In the secondary T-Bills market, performance was largely bearish as average yields across benchmark tenors rose 43 basis points (bps) w/w to close at 7.9 per cent. Only the medium-term instrument recorded gains with yields down 8bps to 7.3 per cent, the short-and- long term instruments recorded sell-offs with yields rising 22bps and 114bps to 7.3% and 9.2% respectively.

As OMO maturities worth ₦532.7bn hit the system next week, it is believed that the CBN will continue its liquidity management operations (OMO auction). However, the current foreign investors’ apathy towards OMO instruments is a major concern.

Bonds Market

The domestic bonds market posted a bullish performance this week as average yield across tenors declined 41bps w/w to 11.6 per cent. At the mid-end, bonds witnessed the most buying interest w/w, shedding 77bps in yields while the long-end notes trailed closely, shedding 33bps on average. Lastly, there were sell-offs on the shorter-dated notes as yields advanced 2bps w/w.

The bullish momentum in the sovereign Eurobonds market persisted this week, leading to a decline in yield for all instruments under our coverage except for the ZAMBIA 2027 instrument which advanced 2bps. High demand continued in the ZAMBIA 2024 and 2022 instruments as yields pared 206bps and 231bps respectively. In the same vein, yields in NIGERIA 2049 and GHANA 2049 instruments declined 83bps and 88bps respectively w/w.

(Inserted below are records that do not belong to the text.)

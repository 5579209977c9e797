use std::{
    collections::HashSet,
    sync::{
        Arc,
        atomic::{AtomicBool, AtomicU64, Ordering},
    },
};

use async_trait::async_trait;
use tokio::sync::RwLock;

use crate::{
    CheckoutSessionGateway, CheckoutSessionRequest, CreatedCheckoutSession, GatewayError, Result,
    WebhookEvent, WebhookVerifier,
};

/// Secret used by the in-memory gateway unless one is supplied.
pub const TEST_WEBHOOK_SECRET: &str = "whsec_in_memory";

/// In-memory checkout gateway for development and tests.
///
/// Sessions get sequential ids (`cs_test_0001`, ...) and a URL under
/// `https://checkout.test/session/`. Webhooks are verified with a real
/// [`WebhookVerifier`].
#[derive(Clone)]
pub struct InMemoryCheckoutGateway {
    sessions: Arc<RwLock<Vec<CheckoutSessionRequest>>>,
    expired: Arc<RwLock<HashSet<String>>>,
    next_id: Arc<AtomicU64>,
    fail_requests: Arc<AtomicBool>,
    verifier: WebhookVerifier,
}

impl Default for InMemoryCheckoutGateway {
    fn default() -> Self {
        Self::new()
    }
}

impl InMemoryCheckoutGateway {
    pub fn new() -> Self {
        Self::with_verifier(WebhookVerifier::new(TEST_WEBHOOK_SECRET))
    }

    pub fn with_verifier(verifier: WebhookVerifier) -> Self {
        Self {
            sessions: Arc::new(RwLock::new(Vec::new())),
            expired: Arc::new(RwLock::new(HashSet::new())),
            next_id: Arc::new(AtomicU64::new(1)),
            fail_requests: Arc::new(AtomicBool::new(false)),
            verifier,
        }
    }

    /// Makes subsequent provider calls fail (or succeed again).
    pub fn set_fail_requests(&self, fail: bool) {
        self.fail_requests.store(fail, Ordering::SeqCst);
    }

    /// Requests that opened a session, in order.
    pub async fn created_sessions(&self) -> Vec<CheckoutSessionRequest> {
        self.sessions.read().await.clone()
    }

    pub async fn is_expired(&self, external_session_id: &str) -> bool {
        self.expired.read().await.contains(external_session_id)
    }

    /// Signs a payload the way the provider would.
    pub fn sign(&self, payload: &[u8]) -> Result<String> {
        self.verifier
            .sign(payload, chrono::Utc::now().timestamp())
    }

    fn check_available(&self) -> Result<()> {
        if self.fail_requests.load(Ordering::SeqCst) {
            return Err(GatewayError::Provider {
                status: 503,
                message: "provider unavailable".to_string(),
            });
        }
        Ok(())
    }
}

#[async_trait]
impl CheckoutSessionGateway for InMemoryCheckoutGateway {
    async fn create_session(
        &self,
        request: &CheckoutSessionRequest,
    ) -> Result<CreatedCheckoutSession> {
        self.check_available()?;

        let n = self.next_id.fetch_add(1, Ordering::SeqCst);
        let external_session_id = format!("cs_test_{n:04}");
        let url = format!("https://checkout.test/session/{external_session_id}");

        self.sessions.write().await.push(request.clone());

        Ok(CreatedCheckoutSession {
            external_session_id,
            url,
        })
    }

    async fn cancel_session(&self, external_session_id: &str) -> Result<()> {
        self.check_available()?;
        self.expired
            .write()
            .await
            .insert(external_session_id.to_string());
        Ok(())
    }

    fn verify_event(&self, payload: &[u8], signature: &str) -> Result<WebhookEvent> {
        self.verifier.verify(payload, signature)?;
        WebhookEvent::parse(payload)
    }
}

The corporate Eurobonds market also sustained its positive performance this week as yields declined across all instruments save the SINBAYE GOLD LTD instrument which rose 58bps w/w. The MAURITIUS BAYPORT 2020 instrument maintained previous week’s position, as the most demanded instrument, with yield paring 88bps. SEPLAT 2023 and FIDELITY 2022 instruments also witnessed high demand as yields declined 74bps and 56bps w/w in that order. We expect increased buying interest next week as investors seek high yielding emerging markets assets.

Foreign exchange market

The external reserves sustained its downtrend, depreciating 0.3 per cent ($130.0 million) to $39.7 billion from $39.8 billion as at 27/11/2019 which raises concerns on the CBN’s ability to maintain exchange rate stability.

The outlook for the foreign exchange (FX) reserves remains dim due to low oil prices and increasing reversal of Foreign Portfolio Investment (FPI) inflows.

The CBN spot rate close the week at ₦306.95/$, appreciating by 5kobo w/w from ₦307.0/$. At the parallel market, the exchange rate traded flat all week to close at ₦360.00/$.

At the Investors’ & Exporters’ (I&E) FX Window, the NAFEX rate ended the week at ₦363.14/$ on Friday, depreciating 33kobo w/w from ₦362.81/$. Activity level in the Import and export (I&E) Window advanced 44.4% to $1.2 billion from $879.4 million recorded in the previous week.

Last week, there was increased buying interest at the OTC FX futures market, leading to an uptrend in the total value of the contracts by 3.5 per cent to settle at $10.1 billion from $9.7 billion recorded in the previous week.

The NOV 2020 contract saw the most buying interest as investors took additional position worth $175.3 million, with the total value of the contract increasing to $265.1 million. Meanwhile, the APRIL 2020 contract enjoyed the least buying interest as investors bought only $1.1 million to put the value of the contract at $746.1 million. In the coming week, we expect the CBN to sustain its weekly intervention in the forex market.